▶ What you need to do:
If a line of the data below holds the string "push", copy it.
☆ ☆ ☆ ☆
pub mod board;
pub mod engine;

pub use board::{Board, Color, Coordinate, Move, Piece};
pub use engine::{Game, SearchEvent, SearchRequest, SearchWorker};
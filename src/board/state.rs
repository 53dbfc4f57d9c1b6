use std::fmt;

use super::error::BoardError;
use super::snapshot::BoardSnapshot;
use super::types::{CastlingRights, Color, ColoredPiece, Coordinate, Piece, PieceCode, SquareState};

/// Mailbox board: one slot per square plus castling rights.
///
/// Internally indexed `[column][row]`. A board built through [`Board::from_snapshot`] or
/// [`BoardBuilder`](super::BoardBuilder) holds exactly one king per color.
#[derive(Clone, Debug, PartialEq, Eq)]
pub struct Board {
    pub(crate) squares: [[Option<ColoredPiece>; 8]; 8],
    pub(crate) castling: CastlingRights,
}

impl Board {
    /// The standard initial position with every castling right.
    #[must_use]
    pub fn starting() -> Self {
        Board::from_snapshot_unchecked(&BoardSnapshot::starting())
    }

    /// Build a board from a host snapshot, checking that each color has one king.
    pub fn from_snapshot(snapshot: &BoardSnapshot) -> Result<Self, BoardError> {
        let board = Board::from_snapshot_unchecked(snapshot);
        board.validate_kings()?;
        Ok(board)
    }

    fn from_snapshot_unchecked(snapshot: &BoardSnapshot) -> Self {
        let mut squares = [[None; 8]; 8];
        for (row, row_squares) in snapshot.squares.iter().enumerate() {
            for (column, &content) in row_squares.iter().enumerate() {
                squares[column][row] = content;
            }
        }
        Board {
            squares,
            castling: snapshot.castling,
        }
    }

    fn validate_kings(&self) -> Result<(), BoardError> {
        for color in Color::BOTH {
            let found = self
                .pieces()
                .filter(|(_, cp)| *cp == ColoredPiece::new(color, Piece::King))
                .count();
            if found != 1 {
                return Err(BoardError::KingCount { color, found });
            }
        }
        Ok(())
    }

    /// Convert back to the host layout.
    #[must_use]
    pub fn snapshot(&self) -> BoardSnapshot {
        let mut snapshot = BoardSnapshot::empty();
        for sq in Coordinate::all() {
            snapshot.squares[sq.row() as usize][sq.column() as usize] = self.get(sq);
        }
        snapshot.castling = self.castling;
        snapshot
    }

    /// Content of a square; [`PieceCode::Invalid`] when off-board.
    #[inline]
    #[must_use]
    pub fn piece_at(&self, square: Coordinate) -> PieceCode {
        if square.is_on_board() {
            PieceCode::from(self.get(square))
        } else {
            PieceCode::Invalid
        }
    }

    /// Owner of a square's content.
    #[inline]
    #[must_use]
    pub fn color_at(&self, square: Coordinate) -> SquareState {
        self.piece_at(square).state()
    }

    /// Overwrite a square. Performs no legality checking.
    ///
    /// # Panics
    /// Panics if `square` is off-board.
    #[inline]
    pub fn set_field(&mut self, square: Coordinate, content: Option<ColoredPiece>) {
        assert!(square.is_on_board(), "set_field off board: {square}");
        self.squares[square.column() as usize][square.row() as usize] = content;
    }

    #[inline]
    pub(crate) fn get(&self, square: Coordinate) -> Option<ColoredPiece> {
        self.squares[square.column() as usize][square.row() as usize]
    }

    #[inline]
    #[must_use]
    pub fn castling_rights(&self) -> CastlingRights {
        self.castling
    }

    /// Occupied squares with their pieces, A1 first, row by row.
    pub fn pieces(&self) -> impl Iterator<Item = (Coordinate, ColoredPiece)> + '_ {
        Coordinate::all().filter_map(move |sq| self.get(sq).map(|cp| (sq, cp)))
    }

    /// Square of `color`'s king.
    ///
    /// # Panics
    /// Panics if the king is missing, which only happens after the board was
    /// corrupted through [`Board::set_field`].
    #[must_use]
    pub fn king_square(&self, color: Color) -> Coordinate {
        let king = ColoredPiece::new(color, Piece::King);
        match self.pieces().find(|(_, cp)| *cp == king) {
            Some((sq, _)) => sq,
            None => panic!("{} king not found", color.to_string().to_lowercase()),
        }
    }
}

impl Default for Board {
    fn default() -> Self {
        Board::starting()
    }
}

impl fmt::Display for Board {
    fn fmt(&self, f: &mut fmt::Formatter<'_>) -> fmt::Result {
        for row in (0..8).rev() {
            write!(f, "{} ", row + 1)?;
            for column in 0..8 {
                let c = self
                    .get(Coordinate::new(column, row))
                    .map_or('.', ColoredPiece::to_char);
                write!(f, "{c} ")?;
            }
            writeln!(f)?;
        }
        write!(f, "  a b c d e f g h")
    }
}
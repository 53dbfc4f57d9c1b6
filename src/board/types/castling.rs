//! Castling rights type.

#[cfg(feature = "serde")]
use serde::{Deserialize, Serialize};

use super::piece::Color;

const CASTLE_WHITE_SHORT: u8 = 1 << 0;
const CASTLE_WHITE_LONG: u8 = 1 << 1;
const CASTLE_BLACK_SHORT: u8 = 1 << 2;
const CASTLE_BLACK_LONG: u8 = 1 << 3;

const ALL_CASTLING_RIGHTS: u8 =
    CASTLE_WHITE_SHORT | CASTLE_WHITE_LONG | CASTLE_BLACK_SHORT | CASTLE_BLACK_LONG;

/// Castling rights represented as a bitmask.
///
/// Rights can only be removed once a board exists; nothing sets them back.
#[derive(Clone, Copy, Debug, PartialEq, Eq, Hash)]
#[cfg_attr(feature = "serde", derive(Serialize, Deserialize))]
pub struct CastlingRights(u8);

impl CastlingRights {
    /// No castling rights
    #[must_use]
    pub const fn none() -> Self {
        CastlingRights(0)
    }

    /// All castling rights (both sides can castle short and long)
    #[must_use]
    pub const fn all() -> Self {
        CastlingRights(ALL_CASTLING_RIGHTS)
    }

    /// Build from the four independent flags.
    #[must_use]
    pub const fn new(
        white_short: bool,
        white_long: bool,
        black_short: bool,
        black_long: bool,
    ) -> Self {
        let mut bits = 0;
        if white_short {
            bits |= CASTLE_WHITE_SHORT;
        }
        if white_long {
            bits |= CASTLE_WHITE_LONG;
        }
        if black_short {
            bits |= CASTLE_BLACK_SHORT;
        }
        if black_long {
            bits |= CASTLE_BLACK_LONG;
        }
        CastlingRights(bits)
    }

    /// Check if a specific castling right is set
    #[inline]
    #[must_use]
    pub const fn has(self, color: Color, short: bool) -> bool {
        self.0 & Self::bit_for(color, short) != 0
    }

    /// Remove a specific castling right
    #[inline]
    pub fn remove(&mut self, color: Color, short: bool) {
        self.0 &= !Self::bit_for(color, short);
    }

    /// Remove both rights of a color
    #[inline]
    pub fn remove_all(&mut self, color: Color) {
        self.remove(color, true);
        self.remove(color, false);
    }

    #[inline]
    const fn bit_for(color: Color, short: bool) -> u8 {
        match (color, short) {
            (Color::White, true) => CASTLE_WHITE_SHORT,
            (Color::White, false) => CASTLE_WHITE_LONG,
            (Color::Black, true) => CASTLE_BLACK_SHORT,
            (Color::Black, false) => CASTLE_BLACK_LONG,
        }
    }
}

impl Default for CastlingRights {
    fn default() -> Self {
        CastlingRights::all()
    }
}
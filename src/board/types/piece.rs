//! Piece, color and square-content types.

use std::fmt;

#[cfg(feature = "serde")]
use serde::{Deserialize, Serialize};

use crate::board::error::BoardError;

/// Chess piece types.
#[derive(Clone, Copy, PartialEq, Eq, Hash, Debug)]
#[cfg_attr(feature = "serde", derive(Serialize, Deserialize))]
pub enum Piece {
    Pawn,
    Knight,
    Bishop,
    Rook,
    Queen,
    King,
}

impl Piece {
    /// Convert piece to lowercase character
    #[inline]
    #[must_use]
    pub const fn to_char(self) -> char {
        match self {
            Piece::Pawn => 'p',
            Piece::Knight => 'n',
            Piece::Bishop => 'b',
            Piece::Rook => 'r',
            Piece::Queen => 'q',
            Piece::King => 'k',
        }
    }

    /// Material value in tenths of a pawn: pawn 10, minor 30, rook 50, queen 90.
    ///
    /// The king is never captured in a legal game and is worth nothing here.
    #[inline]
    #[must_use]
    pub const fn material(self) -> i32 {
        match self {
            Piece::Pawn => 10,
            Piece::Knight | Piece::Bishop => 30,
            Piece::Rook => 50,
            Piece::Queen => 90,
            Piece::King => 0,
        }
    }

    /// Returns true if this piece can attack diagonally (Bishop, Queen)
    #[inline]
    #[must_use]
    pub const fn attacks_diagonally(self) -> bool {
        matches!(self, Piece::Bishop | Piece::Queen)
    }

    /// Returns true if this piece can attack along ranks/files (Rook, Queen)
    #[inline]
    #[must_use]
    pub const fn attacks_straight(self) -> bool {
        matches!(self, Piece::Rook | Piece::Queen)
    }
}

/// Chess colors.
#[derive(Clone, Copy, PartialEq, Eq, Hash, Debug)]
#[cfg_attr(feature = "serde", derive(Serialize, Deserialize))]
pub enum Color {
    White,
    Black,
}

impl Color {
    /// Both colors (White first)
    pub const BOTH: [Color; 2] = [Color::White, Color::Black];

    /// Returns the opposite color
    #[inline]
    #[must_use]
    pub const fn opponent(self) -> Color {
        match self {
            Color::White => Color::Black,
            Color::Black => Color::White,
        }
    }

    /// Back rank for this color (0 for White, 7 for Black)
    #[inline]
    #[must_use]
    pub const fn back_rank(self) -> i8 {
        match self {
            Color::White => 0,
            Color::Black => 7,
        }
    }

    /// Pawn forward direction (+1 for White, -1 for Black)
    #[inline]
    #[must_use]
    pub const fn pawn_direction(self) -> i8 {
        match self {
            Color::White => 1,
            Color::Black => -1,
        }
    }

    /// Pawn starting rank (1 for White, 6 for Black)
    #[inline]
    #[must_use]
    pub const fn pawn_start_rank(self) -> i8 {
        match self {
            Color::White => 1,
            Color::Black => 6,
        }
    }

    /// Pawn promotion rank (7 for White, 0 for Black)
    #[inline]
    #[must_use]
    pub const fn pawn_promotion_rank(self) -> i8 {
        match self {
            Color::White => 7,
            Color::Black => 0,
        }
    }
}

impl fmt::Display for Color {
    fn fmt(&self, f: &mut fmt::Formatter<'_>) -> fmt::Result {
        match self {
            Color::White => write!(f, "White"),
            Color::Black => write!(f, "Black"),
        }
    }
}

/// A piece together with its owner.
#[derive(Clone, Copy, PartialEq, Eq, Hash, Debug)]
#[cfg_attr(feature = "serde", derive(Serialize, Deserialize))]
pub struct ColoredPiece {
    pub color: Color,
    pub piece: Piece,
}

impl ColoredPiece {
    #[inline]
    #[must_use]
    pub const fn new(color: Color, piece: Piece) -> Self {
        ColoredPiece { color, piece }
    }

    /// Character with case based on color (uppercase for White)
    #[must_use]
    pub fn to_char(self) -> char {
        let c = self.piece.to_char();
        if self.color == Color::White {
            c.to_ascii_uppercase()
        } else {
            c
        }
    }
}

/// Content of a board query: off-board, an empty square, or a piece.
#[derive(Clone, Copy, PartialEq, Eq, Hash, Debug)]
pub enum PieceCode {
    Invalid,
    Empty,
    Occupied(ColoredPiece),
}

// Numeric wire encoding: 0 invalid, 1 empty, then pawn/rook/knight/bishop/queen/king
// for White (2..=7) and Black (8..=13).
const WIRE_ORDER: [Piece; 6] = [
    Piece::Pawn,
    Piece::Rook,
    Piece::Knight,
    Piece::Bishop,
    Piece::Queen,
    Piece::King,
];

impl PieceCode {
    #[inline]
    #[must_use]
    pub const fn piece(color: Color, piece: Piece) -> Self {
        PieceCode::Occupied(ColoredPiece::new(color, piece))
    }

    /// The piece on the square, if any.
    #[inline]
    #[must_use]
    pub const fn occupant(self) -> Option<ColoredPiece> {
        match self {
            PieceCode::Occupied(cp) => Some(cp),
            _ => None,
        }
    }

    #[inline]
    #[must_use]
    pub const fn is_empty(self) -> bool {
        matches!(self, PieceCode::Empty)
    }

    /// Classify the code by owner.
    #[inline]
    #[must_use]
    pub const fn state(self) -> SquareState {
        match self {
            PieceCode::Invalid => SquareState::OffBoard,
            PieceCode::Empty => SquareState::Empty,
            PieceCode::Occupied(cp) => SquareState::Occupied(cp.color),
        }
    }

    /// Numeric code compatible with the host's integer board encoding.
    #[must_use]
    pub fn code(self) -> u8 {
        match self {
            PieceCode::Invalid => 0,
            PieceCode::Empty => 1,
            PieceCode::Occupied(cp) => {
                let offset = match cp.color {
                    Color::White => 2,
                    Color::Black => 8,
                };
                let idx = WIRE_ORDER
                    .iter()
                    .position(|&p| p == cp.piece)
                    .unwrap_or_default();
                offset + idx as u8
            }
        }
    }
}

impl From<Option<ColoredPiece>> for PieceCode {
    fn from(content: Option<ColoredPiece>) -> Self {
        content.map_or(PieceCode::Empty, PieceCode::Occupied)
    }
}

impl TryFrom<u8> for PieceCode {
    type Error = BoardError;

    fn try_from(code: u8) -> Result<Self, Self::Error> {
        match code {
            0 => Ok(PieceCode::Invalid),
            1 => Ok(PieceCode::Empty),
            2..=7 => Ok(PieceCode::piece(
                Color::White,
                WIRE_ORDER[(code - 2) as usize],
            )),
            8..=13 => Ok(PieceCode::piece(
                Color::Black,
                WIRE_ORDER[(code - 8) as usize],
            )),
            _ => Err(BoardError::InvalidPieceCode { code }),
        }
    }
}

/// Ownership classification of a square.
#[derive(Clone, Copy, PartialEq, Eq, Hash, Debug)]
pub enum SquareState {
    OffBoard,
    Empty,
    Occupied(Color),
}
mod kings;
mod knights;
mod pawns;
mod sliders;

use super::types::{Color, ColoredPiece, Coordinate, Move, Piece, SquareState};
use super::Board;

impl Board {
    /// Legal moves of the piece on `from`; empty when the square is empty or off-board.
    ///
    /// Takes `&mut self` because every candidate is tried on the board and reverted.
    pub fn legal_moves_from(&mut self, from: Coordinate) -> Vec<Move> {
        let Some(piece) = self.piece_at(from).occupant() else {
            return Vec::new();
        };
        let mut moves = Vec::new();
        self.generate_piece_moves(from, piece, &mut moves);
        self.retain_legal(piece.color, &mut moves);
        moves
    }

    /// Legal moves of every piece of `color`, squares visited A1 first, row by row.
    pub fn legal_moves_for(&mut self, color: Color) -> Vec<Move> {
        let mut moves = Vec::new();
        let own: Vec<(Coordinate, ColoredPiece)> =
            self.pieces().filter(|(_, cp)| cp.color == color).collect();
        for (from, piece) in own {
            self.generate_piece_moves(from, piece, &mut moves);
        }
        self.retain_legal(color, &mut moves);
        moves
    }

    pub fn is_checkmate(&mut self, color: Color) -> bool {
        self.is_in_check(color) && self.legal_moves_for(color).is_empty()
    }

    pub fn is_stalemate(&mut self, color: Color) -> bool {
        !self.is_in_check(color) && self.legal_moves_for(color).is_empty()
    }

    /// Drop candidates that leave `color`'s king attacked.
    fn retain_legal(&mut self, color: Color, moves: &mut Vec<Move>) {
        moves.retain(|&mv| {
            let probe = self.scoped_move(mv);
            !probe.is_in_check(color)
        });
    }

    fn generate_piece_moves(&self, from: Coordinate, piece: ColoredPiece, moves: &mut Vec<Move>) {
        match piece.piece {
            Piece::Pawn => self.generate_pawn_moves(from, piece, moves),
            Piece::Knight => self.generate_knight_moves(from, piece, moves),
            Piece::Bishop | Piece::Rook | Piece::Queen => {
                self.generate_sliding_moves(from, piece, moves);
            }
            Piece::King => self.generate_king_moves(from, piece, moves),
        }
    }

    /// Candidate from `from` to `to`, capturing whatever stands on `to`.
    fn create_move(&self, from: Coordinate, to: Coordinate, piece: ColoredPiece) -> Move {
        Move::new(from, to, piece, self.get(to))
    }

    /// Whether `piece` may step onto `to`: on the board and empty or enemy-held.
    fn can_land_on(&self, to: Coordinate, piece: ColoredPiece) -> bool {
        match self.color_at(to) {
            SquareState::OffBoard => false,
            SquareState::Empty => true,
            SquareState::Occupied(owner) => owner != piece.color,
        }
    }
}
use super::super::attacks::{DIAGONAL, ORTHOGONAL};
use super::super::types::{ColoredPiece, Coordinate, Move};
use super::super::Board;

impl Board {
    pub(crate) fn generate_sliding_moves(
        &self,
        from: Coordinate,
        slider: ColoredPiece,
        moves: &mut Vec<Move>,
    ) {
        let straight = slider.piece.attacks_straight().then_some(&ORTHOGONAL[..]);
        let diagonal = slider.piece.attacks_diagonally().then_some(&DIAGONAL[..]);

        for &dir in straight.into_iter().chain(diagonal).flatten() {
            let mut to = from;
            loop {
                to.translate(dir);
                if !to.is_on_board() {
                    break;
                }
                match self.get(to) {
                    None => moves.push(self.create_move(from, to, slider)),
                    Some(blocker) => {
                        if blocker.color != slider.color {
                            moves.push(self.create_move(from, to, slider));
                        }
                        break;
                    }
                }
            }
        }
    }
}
☆ ☆ ☆ ☆
▶ Your solution:
                    None => moves.push(self.create_move(from, to, slider)),
                            moves.push(self.create_move(from, to, slider));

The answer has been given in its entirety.